Come potete notare nella foto dello schermo dell’Analizzatore di Stati Logici, non tutti e tre i segnali dei sensori hanno un duty cycle del 50%, come dovrebbe essere, solo quello del canale 1 (traccia fucsia) si avvicina molto a questa condizione, gli altri due canali invece hanno un duty cycle del 48% uno e l’altro del 52%. Naturalmente nella foto non si può vedere, ma a motore in rotazione questi segnali hanno delle piccole e continue fluttuazioni temporali (jitter), ma comunque sempre nell’intorno dei valori di cui sopra.

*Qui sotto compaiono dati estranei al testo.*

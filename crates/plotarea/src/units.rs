//! Length and area units.
//!
//! Purpose
//! - Fixed conversion table from the supported length units to meters.
//! - Area conversion scales by the square of the linear factor.
//! - Acreage table used for report totals.
//!
//! Conventions
//! - Factors are exact constants (international foot/inch), never zero or negative.
//! - Converting within the same unit returns the input bit-for-bit.

use serde::{Deserialize, Serialize};
use std::fmt;
use std::str::FromStr;
use thiserror::Error;

/// Square meters in one international acre.
pub const SQUARE_METERS_PER_ACRE: f64 = 4046.856_422_4;

/// Supported length units.
#[derive(Clone, Copy, Debug, Default, PartialEq, Eq, Hash, Serialize, Deserialize)]
#[serde(rename_all = "lowercase")]
pub enum Unit {
    #[default]
    Meters,
    Feet,
    Inches,
}

impl Unit {
    pub const ALL: [Unit; 3] = [Unit::Meters, Unit::Feet, Unit::Inches];

    /// Meters per one unit of length.
    #[inline]
    pub fn factor(self) -> f64 {
        match self {
            Unit::Meters => 1.0,
            Unit::Feet => 0.3048,
            Unit::Inches => 0.0254,
        }
    }

    pub fn symbol(self) -> &'static str {
        match self {
            Unit::Meters => "m",
            Unit::Feet => "ft",
            Unit::Inches => "in",
        }
    }

    pub fn area_symbol(self) -> &'static str {
        match self {
            Unit::Meters => "m²",
            Unit::Feet => "ft²",
            Unit::Inches => "in²",
        }
    }

    /// Square units of `self` that make up one acre (43560 ft², 6272640 in²).
    pub fn square_units_per_acre(self) -> f64 {
        match self {
            Unit::Meters => SQUARE_METERS_PER_ACRE,
            Unit::Feet => 43_560.0,
            Unit::Inches => 6_272_640.0,
        }
    }
}

impl fmt::Display for Unit {
    fn fmt(&self, f: &mut fmt::Formatter<'_>) -> fmt::Result {
        let name = match self {
            Unit::Meters => "meters",
            Unit::Feet => "feet",
            Unit::Inches => "inches",
        };
        f.write_str(name)
    }
}

#[derive(Debug, Error, PartialEq, Eq)]
#[error("unknown unit `{0}` (expected meters, feet or inches)")]
pub struct UnitParseError(pub String);

impl FromStr for Unit {
    type Err = UnitParseError;

    fn from_str(s: &str) -> Result<Self, Self::Err> {
        match s.trim().to_ascii_lowercase().as_str() {
            "meters" | "meter" | "m" => Ok(Unit::Meters),
            "feet" | "foot" | "ft" => Ok(Unit::Feet),
            "inches" | "inch" | "in" => Ok(Unit::Inches),
            _ => Err(UnitParseError(s.to_string())),
        }
    }
}

/// Length in `unit` expressed in meters.
#[inline]
pub fn to_meters(value: f64, unit: Unit) -> f64 {
    value * unit.factor()
}

/// Re-express an area given in square `from` units as square `to` units:
/// `area * (factor(from)/factor(to))²`.
pub fn convert_area(area: f64, from: Unit, to: Unit) -> f64 {
    if from == to {
        return area;
    }
    let ratio = from.factor() / to.factor();
    area * ratio * ratio
}

/// Acres covered by an area in square meters.
#[inline]
pub fn acres_from_square_meters(area_m2: f64) -> f64 {
    area_m2 / SQUARE_METERS_PER_ACRE
}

Partendo dal presupposto che le condizioni di funzionamento dei tre sensori siano identiche, ritengo che le irregolarità dei segnali dipendano proprio dai sensori ad effetto Hall, più precisamente dal fatto che le isteresi dei sensori delle tracce 0 e 2 non siano centrate nel punto a zero campo magnetico. Comunque in prima battuta mi sento di dire che queste imprecisioni, data la loro contenuta entità, provocano effetti trascurabili.

OK!!! Le tarature sono finite e come avrete avuto modo di vedere il motore gira molto fluidamente, con pochissime vibrazioni e per di più assorbendo pochissima corrente (0.2-0.4A). Ora potete provare ad aumentare il Duty Cycle.